In the meantime, however, his father was struggling to manage the farm on his own,
so he asked Kgopodithate to return home to assist him as farm manager. Kgopodithate became fully involved in the business, and says that the more he learnt about farming, the more he enjoyed it.

Drought as inspiration
The Northern Cape is currently in the grip of a prolonged, highly destructive drought. Although farmers in this part of the country are no strangers to long droughts, coupled with temperatures that often rise to 40˚C, the current drought is one of the worst on record.

In 2016 already, the Kgopodithates were facing ruin due to the financial strain brought on by the drought, and many other farmers in the province faced the same fate. It was his family’s struggle to keep their farm going that led Kgopodithate to start an unusual stokvel.

Named the Makawana (Tswana for ‘young people’) Farmers’ Stokvel, the initiative brought together farmers struggling with similar challenges.

Its members are all younger than 35, and at the time of writing there were 23 members, all from villages in the John Taolo Gaetsewe District in Kuruman.

The group’s overarching goal is to accumulate capital that can be invested for the benefit of all its members. Each member saves money over a 12-month period and the group then decides how the money will be invested. This can be in buying livestock, feed or equipment.

“Like other investment stokvels, ours promotes savings through bulk purchases of goods, such as farming inputs. Buying in bulk enables us to pay lower prices, which means we save a lot of money,” says Kgopodithate.

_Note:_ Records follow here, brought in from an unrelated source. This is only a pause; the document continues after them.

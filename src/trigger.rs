//! Trigger decision for inbound events.
//!
//! Decides whether a message should produce a reply at all. Precedence is
//! strict: mention > reply-to-bot > random draw. The common reply-to-bot
//! case resolves synchronously through the tracker; the fetch capability is
//! only consulted on a miss (eviction, restart). Random triggering is
//! suppressed outright on mention-dangerous text and on media attachments;
//! unsolicited replies must never coincide with risky content.

use rand::{Rng, RngCore};
use serde::{Deserialize, Serialize};
use tracing::debug;

use crate::gateway::{ChatGateway, InboundEvent};
use crate::mentions::MentionDetector;
use crate::tracker::ReplyTargetTracker;

/// Why (or why not) an event triggers a reply.
#[derive(Debug, Clone, Copy, PartialEq, Eq, Serialize, Deserialize)]
#[serde(rename_all = "snake_case")]
pub enum TriggerReason {
    Mention,
    Reply,
    Random,
    None,
    /// Required inputs were missing; fail closed.
    Invalid,
}

/// How reply-to-bot was established.
#[derive(Debug, Clone, Copy, PartialEq, Eq, Serialize, Deserialize)]
#[serde(rename_all = "snake_case")]
pub enum ReplySource {
    Tracker,
    Fetch,
}

/// Per-event trigger decision. Never persisted; recomputed per event.
#[derive(Debug, Clone, Serialize, Deserialize)]
pub struct TriggerDecision {
    pub should_trigger: bool,
    pub reason: TriggerReason,
    pub is_mention: bool,
    pub is_reply_to_bot: bool,
    pub is_random_trigger: bool,
    pub reply_source: Option<ReplySource>,
}

impl TriggerDecision {
    fn negative(reason: TriggerReason) -> Self {
        Self {
            should_trigger: false,
            reason,
            is_mention: false,
            is_reply_to_bot: false,
            is_random_trigger: false,
            reply_source: None,
        }
    }
}

/// Decides whether an inbound event should produce a reply.
pub struct TriggerDetector {
    random_reply_probability: f64,
    mentions: MentionDetector,
}

impl TriggerDetector {
    pub fn new(random_reply_probability: f64) -> Self {
        Self {
            random_reply_probability,
            mentions: MentionDetector::new(),
        }
    }

    /// Evaluate one event. `bot_user_id` is `None` until the gateway session
    /// is identified; until then every event fails closed.
    pub async fn evaluate(
        &self,
        event: &InboundEvent,
        bot_user_id: Option<&str>,
        tracker: &ReplyTargetTracker,
        gateway: Option<&dyn ChatGateway>,
        rng: &mut (dyn RngCore + Send),
    ) -> TriggerDecision {
        let Some(bot_id) = bot_user_id.filter(|id| !id.is_empty()) else {
            debug!("Trigger evaluation without bot identity, failing closed");
            return TriggerDecision::negative(TriggerReason::Invalid);
        };
        if event.author_id.is_empty() {
            debug!(message_id = %event.message_id, "Malformed event descriptor, failing closed");
            return TriggerDecision::negative(TriggerReason::Invalid);
        }

        // Our own messages, and other bots, never trigger.
        if event.author_is_bot || event.author_id == bot_id {
            return TriggerDecision::negative(TriggerReason::None);
        }

        let is_mention = event.mentions_bot;

        let (is_reply_to_bot, reply_source) = self
            .resolve_reply_target(event, bot_id, tracker, gateway, is_mention)
            .await;

        let mut is_random_trigger = false;
        let reason = if is_mention {
            TriggerReason::Mention
        } else if is_reply_to_bot {
            TriggerReason::Reply
        } else if self.random_eligible(event) {
            let draw = rng.gen_range(0.0..1.0);
            is_random_trigger = draw < self.random_reply_probability;
            if is_random_trigger {
                debug!(message_id = %event.message_id, draw, "Random trigger fired");
                TriggerReason::Random
            } else {
                TriggerReason::None
            }
        } else {
            TriggerReason::None
        };

        TriggerDecision {
            should_trigger: !matches!(reason, TriggerReason::None | TriggerReason::Invalid),
            reason,
            is_mention,
            is_reply_to_bot,
            is_random_trigger,
            reply_source,
        }
    }

    /// Tracker first (no I/O); fetch only on a miss, and only when the
    /// decision still depends on it.
    async fn resolve_reply_target(
        &self,
        event: &InboundEvent,
        bot_id: &str,
        tracker: &ReplyTargetTracker,
        gateway: Option<&dyn ChatGateway>,
        already_triggered: bool,
    ) -> (bool, Option<ReplySource>) {
        let Some(target_id) = event.referenced_message_id.as_deref() else {
            return (false, None);
        };

        if tracker.contains(target_id) {
            return (true, Some(ReplySource::Tracker));
        }
        if already_triggered {
            return (false, None);
        }

        let Some(gateway) = gateway else {
            return (false, None);
        };
        match gateway.fetch_message(&event.channel_id, target_id).await {
            Ok(Some(message)) if message.author_id == bot_id => {
                (true, Some(ReplySource::Fetch))
            }
            Ok(_) => (false, None),
            Err(e) => {
                debug!(target_id = %target_id, error = %e, "Reference fetch failed");
                (false, None)
            }
        }
    }

    fn random_eligible(&self, event: &InboundEvent) -> bool {
        !event.has_media_attachment && !self.mentions.scan(&event.content).dangerous()
    }
}

#[cfg(test)]
mod tests {
    use std::time::Duration;

    use async_trait::async_trait;
    use chrono::Utc;

    use super::*;
    use crate::error::GatewayError;
    use crate::gateway::{FetchedMessage, OutboundMessage, SentMessage};

    const BOT_ID: &str = "bot-1";

    /// Random source whose f64 draws are always 0.0, so every probability
    /// check "hits".
    struct ZeroRng;

    impl RngCore for ZeroRng {
        fn next_u32(&mut self) -> u32 {
            0
        }
        fn next_u64(&mut self) -> u64 {
            0
        }
        fn fill_bytes(&mut self, dest: &mut [u8]) {
            dest.fill(0);
        }
        fn try_fill_bytes(&mut self, dest: &mut [u8]) -> Result<(), rand::Error> {
            dest.fill(0);
            Ok(())
        }
    }

    /// Gateway stub whose fetch always resolves to a bot-authored message.
    struct BotAuthoredFetch;

    #[async_trait]
    impl ChatGateway for BotAuthoredFetch {
        async fn send_message(&self, _message: OutboundMessage) -> Result<SentMessage, GatewayError> {
            unreachable!("trigger tests never send")
        }

        async fn fetch_message(
            &self,
            _channel_id: &str,
            message_id: &str,
        ) -> Result<Option<FetchedMessage>, GatewayError> {
            Ok(Some(FetchedMessage {
                id: message_id.to_string(),
                author_id: BOT_ID.to_string(),
                author_is_bot: true,
            }))
        }

        async fn edit_message(
            &self,
            _channel_id: &str,
            _message_id: &str,
            _content: &str,
        ) -> Result<(), GatewayError> {
            unreachable!("trigger tests never edit")
        }
    }

    fn make_event(content: &str) -> InboundEvent {
        InboundEvent {
            message_id: "msg-1".into(),
            channel_id: "chan-1".into(),
            guild_id: Some("guild-1".into()),
            author_id: "user-1".into(),
            author_tag: "alice#1".into(),
            author_is_bot: false,
            content: content.into(),
            mentions_bot: false,
            referenced_message_id: None,
            has_media_attachment: false,
            received_at: Utc::now(),
            metadata: serde_json::Value::Null,
        }
    }

    fn make_tracker() -> ReplyTargetTracker {
        ReplyTargetTracker::new(Duration::from_secs(60), 16)
    }

    #[tokio::test]
    async fn mention_triggers() {
        let detector = TriggerDetector::new(0.0);
        let mut event = make_event("hey bot");
        event.mentions_bot = true;

        let decision = detector
            .evaluate(&event, Some(BOT_ID), &make_tracker(), None, &mut ZeroRng)
            .await;
        assert!(decision.should_trigger);
        assert_eq!(decision.reason, TriggerReason::Mention);
        assert!(decision.is_mention);
    }

    #[tokio::test]
    async fn reply_resolves_via_tracker_without_fetch() {
        let detector = TriggerDetector::new(0.0);
        let tracker = make_tracker();
        tracker.mark_sent("prev-1", "reply");

        let mut event = make_event("and another thing");
        event.referenced_message_id = Some("prev-1".into());

        // No gateway supplied: a tracker hit must be enough.
        let decision = detector
            .evaluate(&event, Some(BOT_ID), &tracker, None, &mut ZeroRng)
            .await;
        assert!(decision.should_trigger);
        assert_eq!(decision.reason, TriggerReason::Reply);
        assert_eq!(decision.reply_source, Some(ReplySource::Tracker));
    }

    #[tokio::test]
    async fn reply_falls_back_to_fetch_on_tracker_miss() {
        let detector = TriggerDetector::new(0.0);
        let gateway = BotAuthoredFetch;

        let mut event = make_event("following up");
        event.referenced_message_id = Some("evicted-1".into());

        let decision = detector
            .evaluate(&event, Some(BOT_ID), &make_tracker(), Some(&gateway), &mut ZeroRng)
            .await;
        assert!(decision.should_trigger);
        assert_eq!(decision.reason, TriggerReason::Reply);
        assert_eq!(decision.reply_source, Some(ReplySource::Fetch));
    }

    #[tokio::test]
    async fn random_trigger_fires_on_safe_text() {
        let detector = TriggerDetector::new(0.5);
        let event = make_event("what a quiet evening");

        let decision = detector
            .evaluate(&event, Some(BOT_ID), &make_tracker(), None, &mut ZeroRng)
            .await;
        assert!(decision.should_trigger);
        assert_eq!(decision.reason, TriggerReason::Random);
        assert!(decision.is_random_trigger);
    }

    #[tokio::test]
    async fn random_trigger_never_fires_on_dangerous_text() {
        // ZeroRng always "hits"; the danger check alone must suppress it.
        let detector = TriggerDetector::new(1.0);
        let event = make_event("free stuff @everyone come look");

        let decision = detector
            .evaluate(&event, Some(BOT_ID), &make_tracker(), None, &mut ZeroRng)
            .await;
        assert!(!decision.should_trigger);
        assert_eq!(decision.reason, TriggerReason::None);
    }

    #[tokio::test]
    async fn random_trigger_never_fires_on_media() {
        let detector = TriggerDetector::new(1.0);
        let mut event = make_event("look at this");
        event.has_media_attachment = true;

        let decision = detector
            .evaluate(&event, Some(BOT_ID), &make_tracker(), None, &mut ZeroRng)
            .await;
        assert!(!decision.should_trigger);
    }

    #[tokio::test]
    async fn mention_outranks_reply() {
        let detector = TriggerDetector::new(0.0);
        let tracker = make_tracker();
        tracker.mark_sent("prev-1", "reply");

        let mut event = make_event("both at once");
        event.mentions_bot = true;
        event.referenced_message_id = Some("prev-1".into());

        let decision = detector
            .evaluate(&event, Some(BOT_ID), &tracker, None, &mut ZeroRng)
            .await;
        assert_eq!(decision.reason, TriggerReason::Mention);
        assert!(decision.is_reply_to_bot);
    }

    #[tokio::test]
    async fn bot_authors_never_trigger() {
        let detector = TriggerDetector::new(1.0);
        let mut event = make_event("beep boop");
        event.author_is_bot = true;

        let decision = detector
            .evaluate(&event, Some(BOT_ID), &make_tracker(), None, &mut ZeroRng)
            .await;
        assert!(!decision.should_trigger);
        assert_eq!(decision.reason, TriggerReason::None);
    }

    #[tokio::test]
    async fn missing_identity_fails_closed() {
        let detector = TriggerDetector::new(1.0);
        let mut event = make_event("anyone home?");
        event.mentions_bot = true;

        let decision = detector
            .evaluate(&event, None, &make_tracker(), None, &mut ZeroRng)
            .await;
        assert!(!decision.should_trigger);
        assert_eq!(decision.reason, TriggerReason::Invalid);
    }

    #[tokio::test]
    async fn malformed_event_fails_closed() {
        let detector = TriggerDetector::new(1.0);
        let mut event = make_event("ghost message");
        event.author_id = String::new();

        let decision = detector
            .evaluate(&event, Some(BOT_ID), &make_tracker(), None, &mut ZeroRng)
            .await;
        assert_eq!(decision.reason, TriggerReason::Invalid);
    }
}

“The group also provides young farmers with a platform where they can learn from one another, strive towards excellence in farming, and eventually grow into commercial farmers.”

The model, which resembles a co-operative approach to farming, can be followed by other emerging farmers to help them develop their businesses. But, stresses Kgopodithate, there must be a solid management strategy in place from the start.

‘’Our business strategy has taught us the importance of sharing of ideas. The little knowledge that each one of us brings to the table adds up to a lot of experience when you start to combine your forces,” he says.

All decisions about how money should be spent are made as a collective; if any differences of opinion emerge, the matter is left to the executive committee to solve.

Sheep-farming initiative
Earlier this year, the Makawana Farmers’ Stokvel established a sheep farming business. All the members were already farming sheep in their individual, mixed-farming operations, but through this collective initiative, they hoped to breed more sheep, faster.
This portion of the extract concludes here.